▶ [EXERCISE OBJECTIVE]:
Return the full set of entries exactly. Omit none.

--- --- ---

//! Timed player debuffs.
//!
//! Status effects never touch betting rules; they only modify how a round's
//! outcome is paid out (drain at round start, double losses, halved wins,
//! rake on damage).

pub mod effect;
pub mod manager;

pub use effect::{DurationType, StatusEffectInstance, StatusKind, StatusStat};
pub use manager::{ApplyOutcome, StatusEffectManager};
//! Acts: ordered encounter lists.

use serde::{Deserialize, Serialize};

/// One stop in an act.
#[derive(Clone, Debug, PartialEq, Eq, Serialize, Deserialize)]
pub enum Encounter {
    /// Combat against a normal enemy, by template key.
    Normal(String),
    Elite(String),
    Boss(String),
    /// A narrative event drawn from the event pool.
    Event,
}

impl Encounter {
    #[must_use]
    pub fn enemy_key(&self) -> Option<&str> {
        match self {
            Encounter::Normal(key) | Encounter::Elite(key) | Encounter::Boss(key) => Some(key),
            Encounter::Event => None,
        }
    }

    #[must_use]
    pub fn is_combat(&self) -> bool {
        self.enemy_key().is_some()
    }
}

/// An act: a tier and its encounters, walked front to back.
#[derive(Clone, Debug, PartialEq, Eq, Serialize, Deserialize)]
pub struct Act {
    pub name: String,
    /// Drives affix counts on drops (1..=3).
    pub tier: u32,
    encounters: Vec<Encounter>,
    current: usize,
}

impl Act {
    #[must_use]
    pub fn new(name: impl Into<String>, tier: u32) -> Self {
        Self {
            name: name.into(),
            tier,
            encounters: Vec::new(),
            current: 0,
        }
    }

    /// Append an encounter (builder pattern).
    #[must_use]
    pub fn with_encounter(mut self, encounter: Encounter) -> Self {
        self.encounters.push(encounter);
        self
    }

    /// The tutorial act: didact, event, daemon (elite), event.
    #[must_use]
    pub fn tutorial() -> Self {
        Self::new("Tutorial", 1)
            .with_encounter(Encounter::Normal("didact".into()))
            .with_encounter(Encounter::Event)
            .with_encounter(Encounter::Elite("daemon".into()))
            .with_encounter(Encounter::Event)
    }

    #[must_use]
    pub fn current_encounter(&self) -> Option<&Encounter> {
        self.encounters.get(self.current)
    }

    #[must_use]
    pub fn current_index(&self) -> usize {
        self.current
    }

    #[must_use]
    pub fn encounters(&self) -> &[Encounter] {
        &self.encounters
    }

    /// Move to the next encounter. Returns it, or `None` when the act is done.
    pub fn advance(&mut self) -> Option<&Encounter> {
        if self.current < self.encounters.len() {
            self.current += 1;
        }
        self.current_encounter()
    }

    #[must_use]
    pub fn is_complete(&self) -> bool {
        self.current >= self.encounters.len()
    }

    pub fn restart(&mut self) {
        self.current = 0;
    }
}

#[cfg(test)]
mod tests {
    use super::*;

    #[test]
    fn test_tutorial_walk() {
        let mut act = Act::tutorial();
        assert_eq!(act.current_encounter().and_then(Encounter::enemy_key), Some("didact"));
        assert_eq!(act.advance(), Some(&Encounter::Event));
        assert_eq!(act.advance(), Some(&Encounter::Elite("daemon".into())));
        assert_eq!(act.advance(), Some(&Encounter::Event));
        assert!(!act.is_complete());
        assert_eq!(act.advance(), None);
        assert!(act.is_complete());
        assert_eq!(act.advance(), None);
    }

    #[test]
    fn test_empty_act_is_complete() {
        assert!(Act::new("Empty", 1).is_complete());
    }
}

--- --- ---

▶ [RESPONSE]:
//! Timed player debuffs.
//!
//! Status effects never touch betting rules; they only modify how a round's
//! outcome is paid out (drain at round start, double losses, halved wins,
//! rake on damage).

pub mod effect;
pub mod manager;

pub use effect::{DurationType, StatusEffectInstance, StatusKind, StatusStat};
pub use manager::{ApplyOutcome, StatusEffectManager};
//! Acts: ordered encounter lists.

use serde::{Deserialize, Serialize};

/// One stop in an act.
#[derive(Clone, Debug, PartialEq, Eq, Serialize, Deserialize)]
pub enum Encounter {
    /// Combat against a normal enemy, by template key.
    Normal(String),
    Elite(String),
    Boss(String),
    /// A narrative event drawn from the event pool.
    Event,
}

impl Encounter {
    #[must_use]
    pub fn enemy_key(&self) -> Option<&str> {
        match self {
            Encounter::Normal(key) | Encounter::Elite(key) | Encounter::Boss(key) => Some(key),
            Encounter::Event => None,
        }
    }

    #[must_use]
    pub fn is_combat(&self) -> bool {
        self.enemy_key().is_some()
    }
}

/// An act: a tier and its encounters, walked front to back.
#[derive(Clone, Debug, PartialEq, Eq, Serialize, Deserialize)]
pub struct Act {
    pub name: String,
    /// Drives affix counts on drops (1..=3).
    pub tier: u32,
    encounters: Vec<Encounter>,
    current: usize,
}

impl Act {
    #[must_use]
    pub fn new(name: impl Into<String>, tier: u32) -> Self {
        Self {
            name: name.into(),
            tier,
            encounters: Vec::new(),
            current: 0,
        }
    }

    /// Append an encounter (builder pattern).
    #[must_use]
    pub fn with_encounter(mut self, encounter: Encounter) -> Self {
        self.encounters.push(encounter);
        self
    }

    /// The tutorial act: didact, event, daemon (elite), event.
    #[must_use]
    pub fn tutorial() -> Self {
        Self::new("Tutorial", 1)
            .with_encounter(Encounter::Normal("didact".into()))
            .with_encounter(Encounter::Event)
            .with_encounter(Encounter::Elite("daemon".into()))
            .with_encounter(Encounter::Event)
    }

    #[must_use]
    pub fn current_encounter(&self) -> Option<&Encounter> {
        self.encounters.get(self.current)
    }

    #[must_use]
    pub fn current_index(&self) -> usize {
        self.current
    }

    #[must_use]
    pub fn encounters(&self) -> &[Encounter] {
        &self.encounters
    }

    /// Move to the next encounter. Returns it, or `None` when the act is done.
    pub fn advance(&mut self) -> Option<&Encounter> {
        if self.current < self.encounters.len() {
            self.current += 1;
        }
        self.current_encounter()
    }

    #[must_use]
    pub fn is_complete(&self) -> bool {
        self.current >= self.encounters.len()
    }

    pub fn restart(&mut self) {
        self.current = 0;
    }
}

#[cfg(test)]
mod tests {
    use super::*;

    #[test]
    fn test_tutorial_walk() {
        let mut act = Act::tutorial();
        assert_eq!(act.current_encounter().and_then(Encounter::enemy_key), Some("didact"));
        assert_eq!(act.advance(), Some(&Encounter::Event));
        assert_eq!(act.advance(), Some(&Encounter::Elite("daemon".into())));
        assert_eq!(act.advance(), Some(&Encounter::Event));
        assert!(!act.is_complete());
        assert_eq!(act.advance(), None);
        assert!(act.is_complete());
        assert_eq!(act.advance(), None);
    }

    #[test]
    fn test_empty_act_is_complete() {
        assert!(Act::new("Empty", 1).is_complete());
    }
}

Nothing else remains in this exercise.